Ведь и это будет той важной ошибкой, лишенной иронии в конечном счете – то есть, твоей трагедией.


Усталость

Усталость и обрывистость. Интеллектуальная импотенция преследует. Побеждает каждый день. Она вонзает тысячу мечей в горло, сбрасывает в океан крови и смеясь, возносит молитвы на смерть.

Тут есть еще силы с этим бороться? Тут всякая активность атрофированна и всякий покой душит. Со слезами на глазах. Слезы капали и обрывисто пели про усталость. Сирены прозвучали неистово, устало.
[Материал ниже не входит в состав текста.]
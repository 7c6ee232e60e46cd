//! Resolution pipeline: reads definition files, resolves name references,
//! and produces a frozen registry plus device configurations.
//!
//! Files may be RON, JSON, or TOML; the format is detected from the
//! extension. TOML files put their lists under a top-level table key.

use crate::schema::{DeviceData, FeedstockData, MaterialData};
use provender_core::dispenser::{DispenserConfig, PowerGating};
use provender_core::fixed::f64_to_fixed64;
use provender_core::id::{MaterialKindId, StatId};
use provender_core::registry::{MaterialDef, MaterialRegistry, MaterialRegistryBuilder};
use provender_core::selector::FeedstockFilter;
use serde::de::DeserializeOwned;
use std::collections::{BTreeMap, BTreeSet, HashMap, HashSet};
use std::path::{Path, PathBuf};

// ===========================================================================
// Errors
// ===========================================================================

/// Errors that can occur during data loading.
#[derive(Debug, thiserror::Error)]
pub enum DataLoadError {
    /// A required data file was not found in the given directory.
    #[error("required file '{file}' not found in {dir}")]
    MissingRequired { file: &'static str, dir: PathBuf },

    /// The file has an extension we don't support.
    #[error("unsupported format for file: {0}")]
    UnsupportedFormat(PathBuf),

    /// Two files with the same base name but different formats exist.
    #[error("conflicting formats: {a} and {b}")]
    ConflictingFormats { a: PathBuf, b: PathBuf },

    /// A deserialization error occurred.
    #[error("parse error in {origin}: {detail}")]
    Parse { origin: String, detail: String },

    /// A name reference could not be resolved.
    #[error("unresolved {expected_kind} reference '{name}'")]
    UnresolvedRef {
        name: String,
        expected_kind: &'static str,
    },

    /// The same name was declared twice.
    #[error("duplicate name '{0}'")]
    DuplicateName(String),

    /// An I/O error occurred.
    #[error(transparent)]
    Io(#[from] std::io::Error),
}

// ===========================================================================
// Format detection and file discovery
// ===========================================================================

/// Supported definition file formats.
#[derive(Debug, Clone, Copy, PartialEq, Eq)]
pub enum Format {
    Ron,
    Json,
    Toml,
}

/// Detect the format of a file based on its extension.
pub fn detect_format(path: &Path) -> Result<Format, DataLoadError> {
    match path.extension().and_then(|e| e.to_str()) {
        Some("ron") => Ok(Format::Ron),
        Some("json") => Ok(Format::Json),
        Some("toml") => Ok(Format::Toml),
        _ => Err(DataLoadError::UnsupportedFormat(path.to_path_buf())),
    }
}

/// Scan a directory for a definition file with the given base name.
///
/// Returns `Ok(None)` if no file is found, or `ConflictingFormats` if the
/// same base name exists in more than one format.
pub fn find_data_file(dir: &Path, base_name: &str) -> Result<Option<PathBuf>, DataLoadError> {
    let mut found: Option<PathBuf> = None;
    for ext in ["ron", "json", "toml"] {
        let candidate = dir.join(format!("{base_name}.{ext}"));
        if candidate.exists() {
            if let Some(existing) = found {
                return Err(DataLoadError::ConflictingFormats {
                    a: existing,
                    b: candidate,
                });
            }
            found = Some(candidate);
        }
    }
    Ok(found)
}

/// Like [`find_data_file`], but the file must exist.
pub fn require_data_file(
    dir: &Path,
    base_name: &'static str,
) -> Result<PathBuf, DataLoadError> {
    find_data_file(dir, base_name)?.ok_or_else(|| DataLoadError::MissingRequired {
        file: base_name,
        dir: dir.to_path_buf(),
    })
}

// ===========================================================================
// Deserialization
// ===========================================================================

/// Parse a list of definitions from a string in the given format. For
/// TOML, the list is taken from the `toml_key` entry of a top-level table.
pub fn parse_list_str<T: DeserializeOwned>(
    content: &str,
    format: Format,
    toml_key: &str,
    origin: &str,
) -> Result<Vec<T>, DataLoadError> {
    let parse_err = |detail: String| DataLoadError::Parse {
        origin: origin.to_string(),
        detail,
    };

    match format {
        Format::Ron => ron::from_str(content).map_err(|e| parse_err(e.to_string())),
        Format::Json => serde_json::from_str(content).map_err(|e| parse_err(e.to_string())),
        Format::Toml => {
            let table: toml::Value =
                toml::from_str(content).map_err(|e| parse_err(e.to_string()))?;
            let list = table
                .get(toml_key)
                .ok_or_else(|| parse_err(format!("missing key '{toml_key}' in TOML file")))?
                .clone();
            list.try_into()
                .map_err(|e: toml::de::Error| parse_err(e.to_string()))
        }
    }
}

/// Read a definition file and parse the list it holds.
pub fn deserialize_list<T: DeserializeOwned>(
    path: &Path,
    toml_key: &str,
) -> Result<Vec<T>, DataLoadError> {
    let format = detect_format(path)?;
    let content = std::fs::read_to_string(path)?;
    parse_list_str(&content, format, toml_key, &path.display().to_string())
}

// ===========================================================================
// Resolution
// ===========================================================================

/// Everything a host needs to run devices: the frozen registry, the stat
/// name table, and per-type device configurations.
#[derive(Debug)]
pub struct GameData {
    pub registry: MaterialRegistry,
    /// Stat identifiers by declared name.
    pub stat_ids: HashMap<String, StatId>,
    /// Device configurations by type name.
    pub devices: HashMap<String, DispenserConfig>,
}

/// Resolve parsed definitions into a [`GameData`].
pub fn build_game_data(
    materials: Vec<MaterialData>,
    devices: Vec<DeviceData>,
) -> Result<GameData, DataLoadError> {
    // Stats get identifiers in first-seen order across the material list.
    let mut stat_ids: HashMap<String, StatId> = HashMap::new();
    for material in &materials {
        for stat_name in material.stats.keys() {
            let next = StatId(stat_ids.len() as u16);
            stat_ids.entry(stat_name.clone()).or_insert(next);
        }
    }

    let mut builder = MaterialRegistryBuilder::new();
    let mut seen = HashSet::new();
    for material in &materials {
        if !seen.insert(material.name.clone()) {
            return Err(DataLoadError::DuplicateName(material.name.clone()));
        }
        let stats: BTreeMap<StatId, _> = material
            .stats
            .iter()
            .map(|(name, value)| (stat_ids[name], f64_to_fixed64(*value)))
            .collect();
        builder.register(MaterialDef {
            name: material.name.clone(),
            stats,
            hopper: material.hopper,
            ingestible: material.ingestible,
        });
    }
    let registry = builder.build();

    let resolve_material = |name: &str| -> Result<MaterialKindId, DataLoadError> {
        registry
            .material_id(name)
            .ok_or_else(|| DataLoadError::UnresolvedRef {
                name: name.to_string(),
                expected_kind: "material",
            })
    };

    let mut configs = HashMap::new();
    for device in &devices {
        if configs.contains_key(&device.name) {
            return Err(DataLoadError::DuplicateName(device.name.clone()));
        }
        let base_stat =
            stat_ids
                .get(&device.base_stat)
                .copied()
                .ok_or_else(|| DataLoadError::UnresolvedRef {
                    name: device.base_stat.clone(),
                    expected_kind: "stat",
                })?;
        let feedstock = match &device.feedstock {
            FeedstockData::Ingestible => FeedstockFilter::Ingestible,
            FeedstockData::Any => FeedstockFilter::Any,
            FeedstockData::Kinds(names) => {
                let kinds: BTreeSet<MaterialKindId> = names
                    .iter()
                    .map(|name| resolve_material(name))
                    .collect::<Result<_, _>>()?;
                FeedstockFilter::Kinds(kinds)
            }
        };
        configs.insert(
            device.name.clone(),
            DispenserConfig {
                output_kind: resolve_material(&device.output)?,
                base_stat,
                conversion_ratio: f64_to_fixed64(device.conversion_ratio),
                reserve_capacity: f64_to_fixed64(device.reserve_capacity),
                pull_rate_per_day: f64_to_fixed64(device.pull_rate_per_day),
                max_pull_power: f64_to_fixed64(device.max_pull_power),
                power_gating: if device.powered_intake {
                    PowerGating::Gated
                } else {
                    PowerGating::Ungated
                },
                feedstock,
            },
        );
    }

    Ok(GameData {
        registry,
        stat_ids,
        devices: configs,
    })
}

/// Load definitions from a directory: a required `materials` file and an
/// optional `devices` file, each in any supported format.
pub fn load_game_data(dir: &Path) -> Result<GameData, DataLoadError> {
    let materials_path = require_data_file(dir, "materials")?;
    let materials: Vec<MaterialData> = deserialize_list(&materials_path, "materials")?;

    let devices: Vec<DeviceData> = match find_data_file(dir, "devices")? {
        Some(path) => deserialize_list(&path, "devices")?,
        None => Vec::new(),
    };

    build_game_data(materials, devices)
}

// ===========================================================================
// Tests
// ===========================================================================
Место для усталости схватывает нас. Ласково прижимает к могиле.


О некой истории

Как часто мы даем возможность быть истории для нас самих? Ведь могут возразить, что нету ни истории да и нас самих в некотором роде тоже нет. Такое возражение имеет место быть у самых отважных деятелей разума, у логистов всех мастей и красок. Быть может они и правы, но все таки, а что если просто допустить?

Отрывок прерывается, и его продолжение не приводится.